The security issue is not simply that more agents will exist. It is that organisations will have both unsanctioned business-built agents and highly integrated technical agents operating across regulated workflows, core systems, and sensitive data. That creates a governance problem for AI agents, but also a familiar IAM problem: lifecycle control, access scope, and enforcement gaps that do not disappear just because the interface is easier to use.

In this environment, the starting position is typical, not exceptional. Most enterprises that adopt agent platforms first discover the governance gap after use cases spread faster than policy, inventory, and review processes.

Key questions

Q: How should security teams govern business-built AI agents in low-code platforms?

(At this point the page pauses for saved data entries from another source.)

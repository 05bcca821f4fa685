use crate::{
    error::OperationError,
    operation::{DataOperation, Operation},
};
use async_trait::async_trait;
use connectors::connection::Connector;
use std::{sync::Arc, time::Instant};
use tracing::{debug, error, warn};

/// Scoped connection acquisition: each call opens a connection, hands it to
/// the inner operation and releases it afterwards, whatever the outcome.
pub struct WithConnection<Op> {
    connector: Arc<dyn Connector>,
    inner: Op,
}

impl<Op> WithConnection<Op> {
    pub fn new(connector: Arc<dyn Connector>, inner: Op) -> Self {
        Self { connector, inner }
    }
}

#[async_trait]
impl<Op: DataOperation> Operation for WithConnection<Op> {
    type Args = Op::Args;
    type Output = Op::Output;

    fn name(&self) -> &str {
        self.inner.name()
    }

    async fn call(&self, args: &Self::Args) -> Result<Self::Output, OperationError> {
        let operation = self.inner.name();
        let mut conn = match self.connector.connect().await {
            Ok(conn) => conn,
            Err(err) => {
                error!(
                    operation,
                    source = self.connector.name(),
                    error = %err,
                    "Failed to open connection"
                );
                return Err(err.into());
            }
        };

        let opened = Instant::now();
        debug!(operation, source = self.connector.name(), "Connection opened");

        let result = self.inner.run(conn.as_mut(), args).await;
        if let Err(err) = &result {
            error!(operation, error = %err, "Database operation failed");
        }

        // A failed close is logged; it never masks the operation's outcome.
        if let Err(err) = conn.close().await {
            warn!(operation, error = %err, "Failed to close connection");
        }
        debug!(
            operation,
            elapsed_ms = opened.elapsed().as_millis() as u64,
            "Connection closed"
        );

        result
    }
}

#[cfg(test)]
mod tests {
    use super::*;
    use crate::operation::{DataOperationExt, FnDataOperation};
    use connectors::{
        memory::MemoryDatabase,
        sql::base::requests::FetchRowsRequestBuilder,
    };
    use model::records::row::{Field, Row};

    fn db_with_users() -> MemoryDatabase {
        let db = MemoryDatabase::new();
        db.insert_rows(
            "users",
            vec![
                Row::new("users", vec![Field::new("id", 1), Field::new("age", 28)]),
                Row::new("users", vec![Field::new("id", 2), Field::new("age", 35)]),
            ],
        );
        db
    }

    #[tokio::test]
    async fn test_releases_connection_on_success() {
        let db = db_with_users();
        let op = FnDataOperation::new("count_users", |conn, _: &()| {
            Box::pin(async move {
                let request = FetchRowsRequestBuilder::new("users").build();
                Ok::<_, OperationError>(conn.count(&request).await?)
            })
        })
        .with_connection(Arc::new(db.clone()));

        assert_eq!(op.call(&()).await.unwrap(), 2);
        let stats = db.stats();
        assert_eq!(stats.connections_opened, 1);
        assert_eq!(stats.connections_closed, 1);
    }

    #[tokio::test]
    async fn test_releases_connection_on_error() {
        let db = db_with_users();
        let op = FnDataOperation::new("broken", |_conn, _: &()| {
            Box::pin(async move { Err::<(), _>(OperationError::Failed("boom".to_string())) })
        })
        .with_connection(Arc::new(db.clone()));

        let err = op.call(&()).await.unwrap_err();
        assert!(matches!(err, OperationError::Failed(ref m) if m == "boom"));
        let stats = db.stats();
        assert_eq!(stats.connections_opened, 1);
        assert_eq!(stats.connections_closed, 1);
    }

    #[tokio::test]
    async fn test_connect_failure_is_returned() {
        let db = db_with_users();
        db.set_unreachable(true);
        let op = FnDataOperation::new("noop", |_conn, _: &()| {
            Box::pin(async move { Ok::<_, OperationError>(()) })
        })
        .with_connection(Arc::new(db.clone()));

        assert!(matches!(
            op.call(&()).await,
            Err(OperationError::Connection(_))
        ));
        assert_eq!(db.stats().connections_opened, 0);
    }
}
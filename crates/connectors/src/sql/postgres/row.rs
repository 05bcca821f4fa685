use crate::error::DbError;
use bigdecimal::BigDecimal;
use model::{
    core::value::Value,
    records::row::{Field, Row},
};
use rust_decimal::Decimal as RustDecimal;
use std::str::FromStr;
use tokio_postgres::{Row as PgRow, types::Type};
use tracing::warn;

pub(crate) fn row_from_pg(entity: &str, row: &PgRow) -> Result<Row, DbError> {
    let fields = row
        .columns()
        .iter()
        .enumerate()
        .map(|(idx, column)| {
            let value = column_value(row, idx, column.type_()).map_err(|e| DbError::Decode {
                column: column.name().to_string(),
                message: e.to_string(),
            })?;
            Ok(Field::new(column.name(), value))
        })
        .collect::<Result<Vec<_>, DbError>>()?;

    Ok(Row::new(entity, fields))
}

fn column_value(row: &PgRow, idx: usize, ty: &Type) -> Result<Value, tokio_postgres::Error> {
    let value = if *ty == Type::INT2 {
        row.try_get::<_, Option<i16>>(idx)?
            .map(|v| Value::Int(v as i64))
    } else if *ty == Type::INT4 {
        row.try_get::<_, Option<i32>>(idx)?
            .map(|v| Value::Int(v as i64))
    } else if *ty == Type::INT8 {
        row.try_get::<_, Option<i64>>(idx)?.map(Value::Int)
    } else if *ty == Type::FLOAT4 {
        row.try_get::<_, Option<f32>>(idx)?
            .map(|v| Value::Float(v as f64))
    } else if *ty == Type::FLOAT8 {
        row.try_get::<_, Option<f64>>(idx)?.map(Value::Float)
    } else if *ty == Type::NUMERIC {
        row.try_get::<_, Option<RustDecimal>>(idx)?
            .and_then(|d| BigDecimal::from_str(&d.to_string()).ok())
            .map(Value::Decimal)
    } else if *ty == Type::BOOL {
        row.try_get::<_, Option<bool>>(idx)?.map(Value::Boolean)
    } else {
        match row.try_get::<_, Option<String>>(idx) {
            Ok(text) => text.map(Value::String),
            Err(_) => {
                warn!(column = idx, r#type = %ty, "Unsupported Postgres type, reading as NULL");
                None
            }
        }
    };

    Ok(value.unwrap_or(Value::Null))
}
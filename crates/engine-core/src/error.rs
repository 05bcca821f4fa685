use connectors::error::{ConnectorError, DbError};
use thiserror::Error;

/// Errors surfaced by wrapped operations. Every wrapper in this crate hands
/// the inner operation's error back unchanged.
#[derive(Error, Debug)]
pub enum OperationError {
    /// Malformed input; raised before any I/O and never retried.
    #[error("Invalid argument: {0}")]
    InvalidArgument(String),

    #[error("Connection error: {0}")]
    Connection(#[from] ConnectorError),

    #[error("Database error: {0}")]
    Database(#[from] DbError),

    /// Failure reported by the operation itself.
    #[error("Operation failed: {0}")]
    Failed(String),

    #[error("Unexpected error: {0}")]
    Unexpected(#[from] Box<dyn std::error::Error + Send + Sync>),
}
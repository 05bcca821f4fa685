pub mod cache;
pub mod classify;
pub mod connection;
pub mod error;
pub mod logging;
pub mod operation;
pub mod retry;
pub mod transaction;
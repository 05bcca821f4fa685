use crate::error::CliError;
use connectors::connection::Connector;
use engine_core::{
    error::OperationError,
    operation::{DataOperationExt, FnDataOperation, Operation, OperationExt},
    retry::RetryPolicy,
};
use model::records::row::Row;
use std::sync::Arc;
use tracing::{error, info};

const PROBE: &str = "SELECT 1";

/// Opens a connection and runs `SELECT 1`, retrying transient failures.
pub async fn ping(connector: Arc<dyn Connector>, policy: RetryPolicy) -> Result<(), CliError> {
    let source = connector.name().to_string();
    info!(source = %source, "Pinging data source");

    let probe = FnDataOperation::new("ping", |conn, _: &()| {
        Box::pin(async move {
            let rows = conn.query_raw(PROBE).await?;
            Ok::<_, OperationError>(rows)
        })
    })
    .with_connection(connector)
    .with_retry(policy);

    let rows = probe.call(&()).await.inspect_err(|e| {
        error!(source = %source, error = %e, "Ping failed");
    })?;
    check_probe(&rows)?;

    info!(source = %source, "Ping succeeded");
    Ok(())
}

fn check_probe(rows: &[Row]) -> Result<(), CliError> {
    let value = rows
        .first()
        .and_then(|row| row.fields().first())
        .map(|field| field.value.clone())
        .ok_or_else(|| CliError::Unexpected(format!("'{PROBE}' returned no result")))?;

    match value.as_i64() {
        Some(1) => Ok(()),
        _ => Err(CliError::Unexpected(format!(
            "'{PROBE}' returned unexpected result: {value:?}"
        ))),
    }
}
pub mod dialect;
pub mod query;
pub mod requests;
pub mod schema;
pub(crate) mod stream;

A: Start with discovery, ownership, and access boundaries. Business-built agents should not reach regulated data or operational systems until they are inventoried, assigned to an accountable owner, and checked against policy. The key control is not just approval at creation, but a repeatable review of what the agent can access and do after it is deployed.

Q: Why do technical AI agents create higher privilege risk than simple workflow bots?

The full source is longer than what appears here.